* YOUR GOAL *
Please repeat, unchanged, the lines at the top of the listing below, ending with the one that has "a text report.".

* RECORDS FOR THIS TASK *
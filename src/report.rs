//! Plain-text rendering of the view for headless runs.

use std::fmt::{self, Write};

use crate::view::{
    CHART_TITLE, EXPLANATION_HEADING, EXPLANATIONS, FOOTER, ResultsModel, SUBTITLE, TITLE,
    ViewModel,
};

/// Renders the view model as a text report.
pub fn render_report(model: &ViewModel) -> String {
    let mut out = String::new();
    // Formatting into a `String` cannot fail.
    if write_report(&mut out, model).is_err() {
        out.clear();
    }
    out
}

fn write_report(out: &mut impl Write, model: &ViewModel) -> fmt::Result {
    writeln!(out, "[{}]", model.badge)?;
    writeln!(out, "{TITLE}")?;
    for line in SUBTITLE {
        writeln!(out, "{line}")?;
    }

    if let Some((heading, message)) = &model.error {
        writeln!(out, "\n{heading}\n{message}")?;
    }

    if let Some((text, hint)) = model.loading {
        writeln!(out, "\n{text}\n{hint}")?;
    }

    if let Some(results) = &model.results {
        write_results(out, results)?;
    }

    writeln!(out)?;
    for line in FOOTER {
        writeln!(out, "{line}")?;
    }
    Ok(())
}

fn write_results(out: &mut impl Write, results: &ResultsModel) -> fmt::Result {
    writeln!(out, "\n--- Results ---")?;
    for card in &results.cards {
        writeln!(out, "{:<12} {}", card.title, card.display())?;
    }
    for (label, value) in &results.extras {
        writeln!(out, "{label:<12} {value}")?;
    }

    writeln!(out, "\n{CHART_TITLE}")?;
    writeln!(out, "bars: {}", results.bars.len())?;
    let min = results.bars.iter().copied().fold(f64::INFINITY, f64::min);
    let max = results.bars.iter().copied().fold(f64::NEG_INFINITY, f64::max);
    if min.is_finite() && max.is_finite() {
        writeln!(out, "range: {min:.2} .. {max:.2}")?;
    }
    writeln!(out, "{}", results.caption)?;

    writeln!(out, "\n{EXPLANATION_HEADING}")?;
    for (heading, text) in EXPLANATIONS {
        writeln!(out, "  {heading}: {text}")?;
    }
    Ok(())
}

#[cfg(test)]
mod tests {
    use super::*;
    use crate::analysis::AnalysisResult;
    use crate::view::{DEMO_BADGE, ERROR_HEADING, ViewState};

    #[test]
    fn success_report_lists_cards_and_histogram() {
        let state = ViewState::Succeeded(AnalysisResult {
            aep_gwh_mean: Some(12.345),
            aep_gwh_p50: Some(12.1),
            aep_gwh_p90: Some(10.8),
            uncertainty_pct: Some(4.567),
            std_dev: Some(0.4),
            status: Some("success".to_string()),
            distribution: Some(vec![1.0, 5.0, 9.0, 5.0, 1.0]),
            ..AnalysisResult::default()
        });
        let report = render_report(&ViewModel::from(&state));

        assert!(report.contains("Monte Carlo Iterations: 5"));
        assert!(report.contains("Mean AEP     12.35 GWh"));
        assert!(report.contains("Uncertainty  4.57 %"));
        assert!(report.contains("Std dev      0.40 GWh"));
        assert!(report.contains("Status       success"));
        assert!(report.contains("bars: 5"));
        assert!(report.contains("range: 1.00 .. 9.00"));
        assert!(report.contains(EXPLANATION_HEADING));
    }

    #[test]
    fn empty_distribution_has_no_range() {
        let state = ViewState::Succeeded(AnalysisResult::default());
        let report = render_report(&ViewModel::from(&state));
        assert!(report.contains("bars: 0"));
        assert!(!report.contains("range:"));
    }

    #[test]
    fn failure_report_has_no_results() {
        let state = ViewState::Failed("Error: Internal Server Error".to_string());
        let report = render_report(&ViewModel::from(&state));
        assert!(report.contains(DEMO_BADGE));
        assert!(report.contains(ERROR_HEADING));
        assert!(report.contains("Error: Internal Server Error"));
        assert!(!report.contains("--- Results ---"));
    }
}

* OUTPUT FOR THIS TASK *
filename src/report.rs
//! Plain-text rendering of the view for headless runs.

use std::fmt::{self, Write};

use crate::view::{
    CHART_TITLE, EXPLANATION_HEADING, EXPLANATIONS, FOOTER, ResultsModel, SUBTITLE, TITLE,
    ViewModel,
};

/// Renders the view model as a text report.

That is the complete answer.